Participants and contexts
A total of 497 students (age: M = 16.2; SD = 0.6, gender ratio: male = 225, female = 272) were involved from three large and a small public high schools located in a suburban district of a high-populated province in Indonesia. While the size of school A, B, and D was greater than school C (Table S1), the current policy entailed schools implementing zoning-based enrollment system by distributing students more diversely among the schools15. Consequently, we could assume that all schools would be considered to have equal student input, even if schools can differ in status, teachers, sizes, facilities, and locations. Before this policy, schools A and D were stereotyped the most popular schools in the district. Most parents wished to bring their children to study there considering the reputation.

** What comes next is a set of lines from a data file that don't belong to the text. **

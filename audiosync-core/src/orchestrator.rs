//! C12 — Pipeline Orchestrator.
//!
//! Sequences the fixed step order (Analyze → Extract → Correct → Subtitles →
//! Chapters → Attachments → BuildPlan → Mux) over one job's [`Context`],
//! enforcing the write-once [`JobState`] discipline every step already
//! respects via `publish_*`. Grounded on wingedonezero's
//! `orchestrator/{step.rs,pipeline.rs}` — the `PipelineStep` trait shape and
//! the validate_input/execute/validate_output runner loop are a direct port;
//! this crate's steps differ by working against concrete in-process
//! functions (C1-C11) instead of embedded Python.

use std::collections::BTreeMap;
use std::path::{Path, PathBuf};

use crate::config::{DelaySelectionMode, SnapMode};
use crate::error::{PipelineError, StepError};
use crate::models::{
    AnalysisOutput, AttachmentsOutput, ChaptersOutput, CorrectOutput, Context, ExtractOutput, JobState, MuxOutput,
    Track, TrackType,
};
use crate::{chapters, command_runner, correct, correlate, decoder, drift, mux, plan, probe, select, subtitles};

/// A single stage of the pipeline. The orchestrator calls these methods in
/// order for every step; a step reads only `ctx` and the slots already
/// published in `state` by earlier steps.
pub trait PipelineStep: Send + Sync {
    fn name(&self) -> &str;

    /// Whether this step may be skipped entirely when its preconditions
    /// aren't met (e.g. Chapters/Attachments with nothing to do). Skipping
    /// still requires the step to publish its empty-result record itself;
    /// this only affects whether validate_input failing is fatal.
    fn is_optional(&self) -> bool {
        false
    }

    fn validate_input(&self, ctx: &Context, state: &JobState) -> Result<(), PipelineError>;
    fn execute(&self, ctx: &Context, state: &mut JobState) -> Result<(), PipelineError>;
    fn validate_output(&self, ctx: &Context, state: &JobState) -> Result<(), PipelineError>;
}

fn require_slot<T>(slot: &Option<T>, name: &str) -> Result<(), PipelineError> {
    if slot.is_none() {
        return Err(PipelineError::InvalidInput(format!("required slot '{name}' not yet published")));
    }
    Ok(())
}

/// Probes every job source, re-derived fresh by whichever step needs it —
/// `Track` data isn't a [`JobState`] slot, since it's a pure function of
/// `ctx.job.sources` rather than pipeline-produced state.
fn probe_all_sources(ctx: &Context) -> Result<Vec<Track>, PipelineError> {
    let mut tracks = Vec::new();
    for source in &ctx.job.sources {
        let result = probe::probe_file(&ctx.job.config.tools.probe_tool, &source.path, &ctx.logger, &ctx.cancel)?;
        tracks.extend(result.tracks);
    }
    Ok(tracks)
}

fn find_track<'a>(tracks: &'a [Track], source_key: &str, track_id: u64) -> Option<&'a Track> {
    tracks.iter().find(|t| t.source_key == source_key && t.track_id == track_id)
}

fn source_path<'a>(ctx: &'a Context, source_key: &str) -> Option<&'a Path> {
    ctx.job.source(source_key).map(|s| s.path.as_path())
}

// ---------------------------------------------------------------------------
//  Analyze
// ---------------------------------------------------------------------------

pub struct AnalyzeStep;

impl PipelineStep for AnalyzeStep {
    fn name(&self) -> &str {
        "Analyze"
    }

    fn validate_input(&self, ctx: &Context, _state: &JobState) -> Result<(), PipelineError> {
        if ctx.job.sources.is_empty() {
            return Err(PipelineError::InvalidInput("job has no sources".into()));
        }
        if ctx.job.sources.len() == 1 {
            return Ok(());
        }
        Ok(())
    }

    fn execute(&self, ctx: &Context, state: &mut JobState) -> Result<(), PipelineError> {
        let reference_key = ctx.job.reference_key().to_string();
        let reference_path = source_path(ctx, &reference_key)
            .ok_or_else(|| PipelineError::InvalidInput(format!("missing reference source '{reference_key}'")))?;
        let reference_audio = decoder::decode_to_canonical(reference_path)?;
        let reference_fps = probe::probe_file(&ctx.job.config.tools.probe_tool, reference_path, &ctx.logger, &ctx.cancel)?
            .tracks
            .iter()
            .find(|t| matches!(t.track_type, TrackType::Video))
            .and_then(|t| t.frame_rate_fps);

        let analysis_settings = &ctx.job.config.analysis;
        let drift_settings = &ctx.job.config.drift;

        let mut source_delays_raw: BTreeMap<String, f64> = BTreeMap::new();
        let mut diagnoses: BTreeMap<String, crate::models::Diagnosis> = BTreeMap::new();
        let mut chunk_results: BTreeMap<String, Vec<crate::models::ChunkResult>> = BTreeMap::new();

        for source in &ctx.job.sources {
            if source.source_key == reference_key {
                continue;
            }
            crate::models::check_cancelled(&ctx.cancel)?;

            let target_audio = decoder::decode_to_canonical(&source.path)?;

            let main_chunks = correlate::correlate_tracks(
                &reference_audio.samples,
                &target_audio.samples,
                reference_audio.sample_rate,
                analysis_settings,
                false,
                &ctx.logger,
                &ctx.cancel,
            )?;
            let stepping_chunks = correlate::correlate_tracks(
                &reference_audio.samples,
                &target_audio.samples,
                reference_audio.sample_rate,
                analysis_settings,
                true,
                &ctx.logger,
                &ctx.cancel,
            )?;

            let selector = match analysis_settings.delay_selection_mode {
                DelaySelectionMode::FirstStable => select::get_first_stable_selector(
                    analysis_settings.first_stable_min_chunks,
                    analysis_settings.first_stable_skip_unstable,
                ),
                mode => select::get_selector(mode),
            };
            let delay_entry = selector.select(&main_chunks, analysis_settings.min_accepted_chunks)?;
            let diagnosis =
                drift::diagnose(&stepping_chunks, drift_settings, analysis_settings.min_accepted_chunks, reference_fps);

            ctx.logger.info(&format!(
                "{}: delay {:.2}ms (rounded {}), diagnosis {:?}",
                source.source_key, delay_entry.raw, delay_entry.rounded, diagnosis
            ));

            source_delays_raw.insert(source.source_key.clone(), delay_entry.raw);
            diagnoses.insert(source.source_key.clone(), diagnosis);
            chunk_results.insert(source.source_key.clone(), main_chunks);
        }

        let delays = plan::finalize_delays(source_delays_raw, &reference_key);
        state.publish_analysis(AnalysisOutput { delays, diagnoses, chunk_results })
    }

    fn validate_output(&self, _ctx: &Context, state: &JobState) -> Result<(), PipelineError> {
        require_slot(&state.analysis, "analysis")
    }
}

The parents’ motivation was mostly based on the greater possibility of alumni acceptance in prestigious universities in Indonesia, if their children could be graduated from these schools. In recent years, zoning-based system was initiated by the Indonesian government aimed to diminish the status discriminating the most and least popular schools in the society. Regardless of the parents’ preference, students should enroll in the closest schools measured from their domiciles, though small quotas were facilitated for students from outside the zoning area which have some achievements. We represent this context by noting the domicile variable in Table S1. Students admitted that they mostly lived inside the zoning area.
Some variables related to demographics, accessibility to literature resources, and students’ physics identity have been summarized in Table S1. We decided to incorporate variables of literature accessibility and physics identity because some PER scholars suggest their potential impact on students’ learning in physics23,24. The importance of physics identity should be aligned with the intended occupation of those students planning to pursue a STEM field after high school. In summary, our participants were dominated by female students aged between 15–16 years old living with high-school-educated parents. It is a common value in the Indonesian society that the father is more responsible than the mother in terms of finding stable occupation to make money for their family spendings. Descriptive statistics reported in Table S1 demonstrate that our students had been digitally facilitated, yet still facing some difficulties to access printed books. Participants also identified that they studied physics at night before the tomorrow’s schedule and perceived that their families had provided positive support when they were studying physics.
Data collection
The students were in the eleventh grade or entering the “F phase” as suggested by the Indonesian curriculum. In this learning phase, students were taught about high school physics on measurement, vector, linear and rotational kinematics, linear dynamics, and projectile motion in the first semester. Their physics learning in the second semester was continued on rotational dynamics, fluids, light and mechanical waves, heat and thermodynamics. Formerly, our physics teachers decided to conduct an individual assessment in their schools. Though they have agreement of the concepts taught to the students based on the F phase curriculum, each school might have a separate set of test items or testing platforms. For the purpose of creating the SPHERE dataset, researchers and teachers agreed to standardize measures among the schools. To do this, we decided to adopt RBAs established by the PER community. Some RBAs utilized in the SPHERE dataset were carefully selected based on contents that had been learned by the students in the curriculum. Prior to the test administration, the original RBAs had been translated into the Indonesian language. The translation of the RBAs was then validated by five PER experts equipped with some teaching and research experiences in PER for more than ten years.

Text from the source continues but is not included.